これ以降の文章には映画の内容に関する重要な情報が書かれています。
まだ映画を見ていない人がみると映画の面白さを損なうことがありますのでご注意下さい。







フレディはミランダに対し、「敬意(respect)は払う」と言って、彼女の体に触れないでいるのだが、終盤、監禁からの解放が絶望的に思える状況下で彼女がフレディに身を任せようとすると、いったんは彼女を抱こうとしていたフレディは、演技だろう、と彼女を撥ねつけ、「娼婦とおんなじだ。敬意を払ってきたのに」と激昂する。ミランダから愛を得ることを目的とした監禁という手段が、却って、ミランダが彼に示す行為の全てを、解放されるための演技という嘘以外のものであり得なくさせている、という皮肉な構図が見てとれる。

その一方で、フレディがミランダの体を拒む様子を見た観客の、おそらく誰もが、「死んだ蝶ばかり眺めていた彼は実は、生身の女性に対して不能なだけではないのか?」と疑っただろう。フレディの隣人が突然訪ねてくるシーンでは、風呂場にいたミランダが浴槽から湯を溢れさせて事態に気づいてもらおうとするのだが、それを防いだフレディはミランダの裸体を目にしていながら、「敬意」を払っているのか何なのか、彼女の行為に怒りを抱いていながらも、性的な行為を強いようとはしない。それ以前に、そもそも彼女に性的な関心を抱いているような印象さえない。彼がすることはせいぜい、二度目のクロロフォルム使用後に、ベッドの上のミランダに添い寝することくらいだ。尤も観客は、次のシーンで目覚めたミランダに「断っておくが、昏睡しているあいだ、君の体に手を出してはいない」と告げたフレディの台詞が真実だと断定できるわけではないのだが。

フレディがミランダを見初めたのは、バスで通学する彼女を見かけていたからだが、彼女の死後、次の獲物として狙うのは、看護婦。これもやはり、ミランダにシャベルで頭を打たれた彼が入院していたあいだに彼女に目をつけたということだろう(フレディが地下室に戻ると、衰弱しているミランダは「三日間は長かったわ」と言う)。内向的な彼は、目にした蝶を捕獲し標本化するように、目にした女性をそのまま捕まえようとする。確かにミランダと会話を交わしてはいたが、外で声をかけるのではなく、強引に自邸に拉致監禁した後でそうするのだ。つまり、「生きた生身の女性」としての存在そのものが、フレディの家という自閉的な空間に固定され限定され、つまりは標本化される。結婚を申し込む台詞に於いてさえ、ただ同じ屋根の下にいることだけを求め、体は求めない(因みに黒沢清のドラマ『贖罪』の一話ではこれと殆ど同じ関係が描かれていた)。そうして「愛」を標本化しようとする行為しか考えつかないフレディの矛盾は、冒頭に指摘した通り。

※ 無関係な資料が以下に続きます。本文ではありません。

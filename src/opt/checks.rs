//! Check-elimination consumers.
//!
//! Three narrow, monotonic, idempotent units that read global
//! value-numbering facts and decide whether a runtime check is redundant:
//!
//! - **Null checks** - redundant when the dereferenced reference's value
//!   number is known non-null from a dominating check or a
//!   non-null-producing definition on every path.
//! - **Range checks** - redundant when the `(array, index)` value-number
//!   pair was bounds-checked by a dominating access on every path.
//! - **Class-init checks** - redundant when the declaring class is known
//!   initialized on every path (the fact is shared across all static
//!   fields of the class).
//!
//! The elimination phase of [`GlobalValueNumbering`] consults these units
//! per instruction and sets the corresponding skip bits; each is also
//! wrapped as a [`MirPass`] for the pass-scheduling collaborator. Setting a
//! bit never invalidates any other fact, so re-running on a stable state
//! changes nothing.

use crate::{
    mir::{ClassId, MirMethod},
    opt::{
        gvn::{GlobalValueNumbering, LvnState, ValueNumber},
        EventLog, MirPass, PassResult,
    },
    Result,
};

/// Null-check elimination predicate.
#[derive(Debug, Clone, Copy, Default)]
pub struct NullCheckElimination;

impl NullCheckElimination {
    /// Returns `true` if `reference` is proven non-null in `state`.
    #[must_use]
    pub fn is_redundant(&self, state: &LvnState, reference: ValueNumber) -> bool {
        state.is_null_checked(reference)
    }
}

/// Range-check elimination predicate.
#[derive(Debug, Clone, Copy, Default)]
pub struct RangeCheckElimination;

impl RangeCheckElimination {
    /// Returns `true` if the `(array, index)` pair was already
    /// bounds-checked in `state`.
    #[must_use]
    pub fn is_redundant(&self, state: &LvnState, array: ValueNumber, index: ValueNumber) -> bool {
        state.is_range_checked(array, index)
    }
}

/// Class-initialization-check elimination predicate.
#[derive(Debug, Clone, Copy, Default)]
pub struct ClassInitCheckElimination;

impl ClassInitCheckElimination {
    /// Returns `true` if `class` is known initialized in `state`.
    #[must_use]
    pub fn is_redundant(&self, state: &LvnState, class: ClassId) -> bool {
        state.is_clinit_checked(class)
    }
}

/// The consumer set the elimination phase applies.
///
/// Each kind can be toggled so the narrow single-purpose passes below can
/// share the same driver.
#[derive(Debug, Clone, Copy)]
pub struct CheckEliminator {
    /// Apply null-check elimination.
    pub null: bool,
    /// Apply range-check elimination.
    pub range: bool,
    /// Apply class-init-check elimination.
    pub clinit: bool,
}

impl CheckEliminator {
    /// All three consumers enabled.
    #[must_use]
    pub const fn all() -> Self {
        Self {
            null: true,
            range: true,
            clinit: true,
        }
    }

    /// Only null-check elimination.
    #[must_use]
    pub const fn null_only() -> Self {
        Self {
            null: true,
            range: false,
            clinit: false,
        }
    }

    /// Only range-check elimination.
    #[must_use]
    pub const fn range_only() -> Self {
        Self {
            null: false,
            range: true,
            clinit: false,
        }
    }

    /// Only class-init-check elimination.
    #[must_use]
    pub const fn clinit_only() -> Self {
        Self {
            null: false,
            range: false,
            clinit: true,
        }
    }

    pub(crate) fn null_redundant(&self, state: &LvnState, reference: ValueNumber) -> bool {
        self.null && NullCheckElimination.is_redundant(state, reference)
    }

    pub(crate) fn range_redundant(
        &self,
        state: &LvnState,
        array: ValueNumber,
        index: ValueNumber,
    ) -> bool {
        self.range && RangeCheckElimination.is_redundant(state, array, index)
    }

    pub(crate) fn clinit_redundant(&self, state: &LvnState, class: ClassId) -> bool {
        self.clinit && ClassInitCheckElimination.is_redundant(state, class)
    }
}

macro_rules! check_pass {
    ($name:ident, $eliminator:expr, $pass_name:literal, $description:literal, $doc:literal) => {
        #[doc = $doc]
        ///
        /// Runs both value-numbering phases on the method; see the module
        /// documentation for the underlying facts.
        #[derive(Debug, Clone, Copy, Default)]
        pub struct $name;

        impl MirPass for $name {
            fn name(&self) -> &'static str {
                $pass_name
            }

            fn description(&self) -> &'static str {
                $description
            }

            fn run(&self, method: &mut MirMethod, events: &mut EventLog) -> Result<PassResult> {
                let mut gvn = GlobalValueNumbering::number(method, events)?;
                gvn.apply(method, $eliminator, events)
            }
        }
    };
}

check_pass!(
    NullCheckEliminationPass,
    CheckEliminator::null_only(),
    "null-check-elimination",
    "Skips null checks proven redundant by value numbering",
    "Null-check elimination as a standalone pass."
);
check_pass!(
    RangeCheckEliminationPass,
    CheckEliminator::range_only(),
    "range-check-elimination",
    "Skips array-bounds checks proven redundant by value numbering",
    "Range-check elimination as a standalone pass."
);
check_pass!(
    ClassInitCheckEliminationPass,
    CheckEliminator::clinit_only(),
    "class-init-check-elimination",
    "Skips class-initialization checks proven redundant by value numbering",
    "Class-initialization-check elimination as a standalone pass."
);
check_pass!(
    CheckEliminationPass,
    CheckEliminator::all(),
    "check-elimination",
    "Skips null, bounds, and class-init checks proven redundant by value numbering",
    "All three check-elimination consumers in one value-numbering run."
);
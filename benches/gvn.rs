//! Benchmarks for SSA construction and global value numbering.
//!
//! Measures the two expensive fixed points on synthetic shapes:
//! - a long straight-line block (pure LVN throughput)
//! - a chain of diamonds (merge-heavy)
//! - nested loops with field traffic (fixed-point convergence)

extern crate miropt;

use criterion::{criterion_group, criterion_main, Criterion};
use miropt::analysis::SsaBuilder;
use miropt::mir::{BinaryOp, Instruction, MethodBuilder, MirMethod, VarId};
use miropt::opt::{gvn::GlobalValueNumbering, CheckEliminator, EventLog};
use std::hint::black_box;

/// One block of repeated field reads and arithmetic.
fn straight_line(length: usize) -> MirMethod {
    let mut b = MethodBuilder::new(4);
    let class = b.class();
    let field = b.instance_field(class, false);
    let body = b.code_block();
    b.set_fall_through(b.entry(), body);
    for _ in 0..length {
        b.push(body, Instruction::iget(VarId::new(1), VarId::new(0), field));
        b.push(
            body,
            Instruction::binary(BinaryOp::Add, VarId::new(2), VarId::new(1), VarId::new(1)),
        );
    }
    b.push(body, Instruction::ret(Some(VarId::new(2))));
    b.set_fall_through(body, b.exit());
    b.finish().expect("valid graph")
}

/// A chain of `count` diamonds, each writing the field in one arm.
fn diamond_chain(count: usize) -> MirMethod {
    let mut b = MethodBuilder::new(5);
    let class = b.class();
    let field = b.instance_field(class, false);
    let mut current = b.code_block();
    b.set_fall_through(b.entry(), current);
    for _ in 0..count {
        let left = b.code_block();
        let right = b.code_block();
        let join = b.code_block();
        b.push(current, Instruction::iget(VarId::new(1), VarId::new(0), field));
        b.push(current, Instruction::if_zero(VarId::new(1)));
        b.set_fall_through(current, left);
        b.set_taken(current, right);
        b.push(left, Instruction::konst(VarId::new(2), 7));
        b.push(left, Instruction::iput(VarId::new(2), VarId::new(0), field));
        b.push(left, Instruction::goto());
        b.set_fall_through(left, join);
        b.push(right, Instruction::goto());
        b.set_fall_through(right, join);
        current = join;
    }
    b.push(current, Instruction::ret(None));
    b.set_fall_through(current, b.exit());
    b.finish().expect("valid graph")
}

/// `depth` nested loops, each level touching the field and the array.
fn nested_loops(depth: usize) -> MirMethod {
    let mut b = MethodBuilder::new(8);
    let class = b.class();
    let field = b.instance_field(class, false);
    let mut headers = Vec::new();
    let mut previous = b.entry();
    for _ in 0..depth {
        let header = b.code_block();
        b.set_fall_through(previous, header);
        b.push(header, Instruction::iget(VarId::new(1), VarId::new(0), field));
        b.push(header, Instruction::if_zero(VarId::new(1)));
        headers.push(header);
        previous = header;
    }
    let innermost = b.code_block();
    b.set_fall_through(previous, innermost);
    b.push(innermost, Instruction::konst(VarId::new(2), 0));
    b.push(
        innermost,
        Instruction::aget(VarId::new(3), VarId::new(4), VarId::new(2)),
    );
    b.push(innermost, Instruction::iput(VarId::new(3), VarId::new(0), field));
    b.push(innermost, Instruction::goto());
    b.set_fall_through(innermost, headers[depth - 1]);
    // Each header's exit edge feeds the next-outer back edge, the
    // outermost one the method exit.
    let tail = b.code_block();
    for (level, &header) in headers.iter().enumerate() {
        if level == 0 {
            b.set_taken(header, tail);
        } else {
            b.set_taken(header, headers[level - 1]);
        }
    }
    b.push(tail, Instruction::ret(None));
    b.set_fall_through(tail, b.exit());
    b.finish().expect("valid graph")
}

fn run_pipeline(mut method: MirMethod) -> MirMethod {
    SsaBuilder::build(&mut method).expect("SSA construction");
    let mut events = EventLog::new();
    let mut gvn = GlobalValueNumbering::number(&method, &mut events).expect("numbering");
    gvn.apply(&mut method, CheckEliminator::all(), &mut events)
        .expect("elimination");
    method
}

fn bench_straight_line(c: &mut Criterion) {
    c.bench_function("gvn_straight_line_500", |b| {
        b.iter(|| black_box(run_pipeline(straight_line(500))));
    });
}

fn bench_diamond_chain(c: &mut Criterion) {
    c.bench_function("gvn_diamond_chain_50", |b| {
        b.iter(|| black_box(run_pipeline(diamond_chain(50))));
    });
}

fn bench_nested_loops(c: &mut Criterion) {
    c.bench_function("gvn_nested_loops_8", |b| {
        b.iter(|| black_box(run_pipeline(nested_loops(8))));
    });
}

criterion_group!(
    benches,
    bench_straight_line,
    bench_diamond_chain,
    bench_nested_loops
);
criterion_main!(benches);
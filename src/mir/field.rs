//! Field and method resolution tables.
//!
//! The bytecode-lowering collaborator resolves field and method references
//! against the class environment and hands the results to this subsystem as
//! read-only tables. Value numbering only needs a small slice of that
//! information: the declaring class identity, whether resolution succeeded,
//! whether the member is static, and (for fields) volatility.
//!
//! Volatile and unresolved fields are excluded from precise memory tracking;
//! unresolved members are conservative sinks that add no equalities and can
//! be clobbered by any unknown-target write.

use std::fmt;

/// Identity of a declaring class.
///
/// Class-initialization facts are keyed by this id and shared across all
/// static fields of the class.
#[derive(Debug, Clone, Copy, PartialEq, Eq, Hash, PartialOrd, Ord)]
pub struct ClassId(u32);

impl ClassId {
    /// Creates a new class identity.
    #[must_use]
    pub const fn new(index: u32) -> Self {
        Self(index)
    }

    /// Returns the underlying index.
    #[must_use]
    pub const fn index(self) -> usize {
        self.0 as usize
    }
}

impl fmt::Display for ClassId {
    fn fmt(&self, f: &mut fmt::Formatter<'_>) -> fmt::Result {
        write!(f, "class{}", self.0)
    }
}

/// Index of a field reference in the resolution tables.
#[derive(Debug, Clone, Copy, PartialEq, Eq, Hash, PartialOrd, Ord)]
pub struct FieldId(u32);

impl FieldId {
    /// Creates a new field reference id.
    #[must_use]
    pub const fn new(index: u32) -> Self {
        Self(index)
    }

    /// Returns the underlying index.
    #[must_use]
    pub const fn index(self) -> usize {
        self.0 as usize
    }
}

impl fmt::Display for FieldId {
    fn fmt(&self, f: &mut fmt::Formatter<'_>) -> fmt::Result {
        write!(f, "field{}", self.0)
    }
}

/// Index of a method reference in the resolution tables.
#[derive(Debug, Clone, Copy, PartialEq, Eq, Hash, PartialOrd, Ord)]
pub struct MethodId(u32);

impl MethodId {
    /// Creates a new method reference id.
    #[must_use]
    pub const fn new(index: u32) -> Self {
        Self(index)
    }

    /// Returns the underlying index.
    #[must_use]
    pub const fn index(self) -> usize {
        self.0 as usize
    }
}

impl fmt::Display for MethodId {
    fn fmt(&self, f: &mut fmt::Formatter<'_>) -> fmt::Result {
        write!(f, "method{}", self.0)
    }
}

/// Resolution result for one field reference.
#[derive(Debug, Clone, Copy, PartialEq, Eq)]
pub struct FieldDesc {
    /// Declaring class, when resolution succeeded.
    pub class: Option<ClassId>,
    /// Whether the reference resolved.
    pub resolved: bool,
    /// Whether the field is static.
    pub is_static: bool,
    /// Whether the field is volatile.
    ///
    /// Volatile fields are excluded from precise value tracking.
    pub is_volatile: bool,
}

impl FieldDesc {
    /// Returns `true` if this field participates in precise memory tracking.
    ///
    /// Unresolved and volatile fields do not.
    #[must_use]
    pub const fn is_tracked(&self) -> bool {
        self.resolved && !self.is_volatile
    }
}

/// Resolution result for one method reference.
#[derive(Debug, Clone, Copy, PartialEq, Eq)]
pub struct MethodDesc {
    /// Declaring class, when resolution succeeded.
    pub class: Option<ClassId>,
    /// Whether the reference resolved.
    pub resolved: bool,
    /// Whether the method is static.
    pub is_static: bool,
}

/// Read-only field/method resolution tables for one method compilation.
///
/// Built by the lowering collaborator (typically through
/// [`MethodBuilder`](crate::mir::MethodBuilder)); this subsystem never
/// mutates them.
#[derive(Debug, Clone, Default)]
pub struct ResolutionTables {
    classes: u32,
    fields: Vec<FieldDesc>,
    methods: Vec<MethodDesc>,
}

impl ResolutionTables {
    /// Creates empty tables.
    #[must_use]
    pub fn new() -> Self {
        Self::default()
    }

    /// Registers a class identity.
    pub fn add_class(&mut self) -> ClassId {
        let id = ClassId::new(self.classes);
        self.classes += 1;
        id
    }

    /// Registers a field reference and returns its id.
    pub fn add_field(&mut self, desc: FieldDesc) -> FieldId {
        let id = FieldId::new(u32::try_from(self.fields.len()).unwrap_or(u32::MAX));
        self.fields.push(desc);
        id
    }

    /// Registers a method reference and returns its id.
    pub fn add_method(&mut self, desc: MethodDesc) -> MethodId {
        let id = MethodId::new(u32::try_from(self.methods.len()).unwrap_or(u32::MAX));
        self.methods.push(desc);
        id
    }

    /// Looks up a field reference.
    #[must_use]
    pub fn field(&self, id: FieldId) -> Option<&FieldDesc> {
        self.fields.get(id.index())
    }

    /// Looks up a method reference.
    #[must_use]
    pub fn method(&self, id: MethodId) -> Option<&MethodDesc> {
        self.methods.get(id.index())
    }

    /// Returns the number of registered field references.
    #[must_use]
    pub fn field_count(&self) -> usize {
        self.fields.len()
    }

    /// Returns the number of registered method references.
    #[must_use]
    pub fn method_count(&self) -> usize {
        self.methods.len()
    }
}

#[cfg(test)]
mod tests {
    use super::*;

    #[test]
    fn test_field_tracking() {
        let resolved = FieldDesc {
            class: Some(ClassId::new(0)),
            resolved: true,
            is_static: false,
            is_volatile: false,
        };
        assert!(resolved.is_tracked());

        let volatile = FieldDesc {
            is_volatile: true,
            ..resolved
        };
        assert!(!volatile.is_tracked());

        let unresolved = FieldDesc {
            class: None,
            resolved: false,
            is_static: false,
            is_volatile: false,
        };
        assert!(!unresolved.is_tracked());
    }

    #[test]
    fn test_tables_registration() {
        let mut tables = ResolutionTables::new();
        let class = tables.add_class();
        let field = tables.add_field(FieldDesc {
            class: Some(class),
            resolved: true,
            is_static: true,
            is_volatile: false,
        });
        let method = tables.add_method(MethodDesc {
            class: Some(class),
            resolved: true,
            is_static: true,
        });

        assert_eq!(tables.field(field).unwrap().class, Some(class));
        assert!(tables.method(method).unwrap().is_static);
        assert_eq!(tables.field_count(), 1);
        assert_eq!(tables.method_count(), 1);
    }
}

澁澤龍彦はこの映画を、セックスや金銭を目的とした「反社会的」な誘拐ではなく、ただ所有するための誘拐という「非社会的」な誘拐を描いていながらも、その「観客の理解を絶した」非社会性という「虚無の深淵」から作品の方向性を逸らそうと、「階級的コンプレックス」を付け加えたと指摘している。その指摘は一応は首肯できるのだけど、「観客の理解を絶した」というのは、高貴な変態としての澁澤の選民意識が吐かせた言葉でしかないのかもしれない。また澁澤は、この映画で最も美しいのは、多彩な蝶の標本が置かれた部屋でミランダが再びクロロフォルムを嗅がされて蝶と同質化するシーンだと言っている。このシーンでの二人のポーズがバレエ的に計算されているというのは確かにそうかもしれない。だが僕としては、最も美しいシーンは、この標本室にミランダが最初に招待されるシーンの最後、ドアが閉められた際の風で、死んだ蝶が生きているようにひらひらと舞うカットだと思う。「ドアを閉める」という行為は、この映画の全篇に渡り、ミランダを監禁(=標本化)するためにフレディが何度も繰り返す行為なのだ。

学校の前で友人と笑顔でお喋りをする姿で登場するミランダが街を歩き回るシーンでは、彼女は特に魅力的でもなければ美しくもない。だが監禁されてから途端に美しさを増していく。自らが置かれた状況への怯え、怒り、絶望といった感情さえ彼女の表情を活き活きとさせる。さらには、ミランダがフレディに身を任せようとするシーンや、頭部を負傷したフレディに「死なないで」と祈ったり、生還した彼の姿に喜んだりする様は、自分の身を守るためだとはいえ、彼女自身の「内面描写」を伴わない外面的な光景に終始する映像という媒体の性格上、恰もミランダがフレディを想っているかのように見えてしまう瞬間がある。要するに、この映画そのものがフレディ同様に倒錯的なわけだ。

フレディが乗るワゴン車の窓からのショットは、ブラインドがかけられていることによって覗き的感覚が強められていて効果的。フレディが、雨の降りしきる外へ飛び出して解放感を味わうシーンは、後に、雨に打たれたミランダが病に罹って死ぬシーンと円環を成し、フレディにとっての解放がミランダにとって逆の意味を担っていたことを、鮮烈なイメージで結びつけ、この自閉的世界観を完成させる。

(評価:★3)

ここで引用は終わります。